### Instructions to follow:
You are asked to filter the data below and copy every line holding "configuration".

### Listed entries:

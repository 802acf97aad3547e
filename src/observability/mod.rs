//! Observability subsystem.
//!
//! # Data Flow
//! ```text
//! All subsystems produce:
//!     → logging.rs (structured log events via `tracing`)
//!     → metrics.rs (counters, histograms)
//!
//! Consumers:
//!     → Log aggregation (stdout)
//!     → Metrics endpoint (Prometheus scrape)
//! ```
//!
//! # Design Decisions
//! - Request ID flows through every log line of a request
//! - Metrics are cheap (atomic increments) and a no-op until installed
//! - "Peer not found" is an ordinary outcome, never logged as an error

pub mod logging;
pub mod metrics;
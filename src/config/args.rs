//! Command-line arguments.
//!
//! Flags override values from the optional config file, which in turn
//! override the built-in defaults.

use clap::Parser;
use std::path::PathBuf;

use crate::config::loader::{finalize, load_config, ConfigError};
use crate::config::schema::ProxyConfig;
use crate::config::upstream::UpstreamTarget;

#[derive(Debug, Parser)]
#[command(name = "ident-proxy")]
#[command(about = "Reverse proxy that asserts the caller's network identity to one upstream", long_about = None)]
pub struct Args {
    /// Path to a TOML configuration file.
    #[arg(short, long)]
    pub config: Option<PathBuf>,

    /// Upstream base URL to proxy to (e.g. http://dex:5556).
    #[arg(short, long)]
    pub upstream: Option<String>,

    /// Hostname to register with the public listener.
    #[arg(long)]
    pub hostname: Option<String>,

    /// Address to accept proxied traffic on.
    #[arg(long)]
    pub listen: Option<String>,

    /// Log level (trace, debug, info, warn, error).
    #[arg(long)]
    pub log_level: Option<String>,

    /// Unix socket of the local identity API.
    #[arg(long)]
    pub local_api_socket: Option<String>,
}

impl Args {
    /// Assemble and validate the effective configuration.
    pub fn into_config(self) -> Result<(ProxyConfig, UpstreamTarget), ConfigError> {
        let mut config = match &self.config {
            Some(path) => load_config(path)?,
            None => ProxyConfig::default(),
        };
        self.apply(&mut config);
        finalize(config)
    }

    fn apply(self, config: &mut ProxyConfig) {
        if let Some(upstream) = self.upstream {
            config.upstream.url = upstream;
        }
        if let Some(hostname) = self.hostname {
            config.listener.hostname = hostname;
        }
        if let Some(listen) = self.listen {
            config.listener.bind_address = listen;
        }
        if let Some(level) = self.log_level {
            config.observability.log_level = level;
        }
        if let Some(socket) = self.local_api_socket {
            config.identity.socket_path = socket;
        }
    }
}
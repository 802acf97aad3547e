//! Security subsystem.
//!
//! # Data Flow
//! ```text
//! Incoming request (identity already resolved):
//!     → headers.rs (strip spoofable headers, assert resolved identity)
//!     → Pass to forwarder
//! ```
//!
//! # Design Decisions
//! - Fail closed: an identity that cannot be asserted cleanly is not asserted
//! - No trust in client input: the trusted namespace is only ever written here

pub mod headers;

pub use headers::{sanitize_and_inject, HeaderPolicy, SanitizeReport};
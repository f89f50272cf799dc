//! Deterministic, pure logic shared by the dispatcher.
//!
//! Core modules must be free of I/O side effects. They operate on in-memory
//! data (captured output, parsed documents) and return deterministic results
//! suitable for tests.

pub mod classifier;
pub mod operation;
pub mod report;
pub mod run_status;
pub mod types;
pub mod workflow_lint;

### Finished task:
    /// Path to a TOML configuration file.
    /// Assemble and validate the effective configuration.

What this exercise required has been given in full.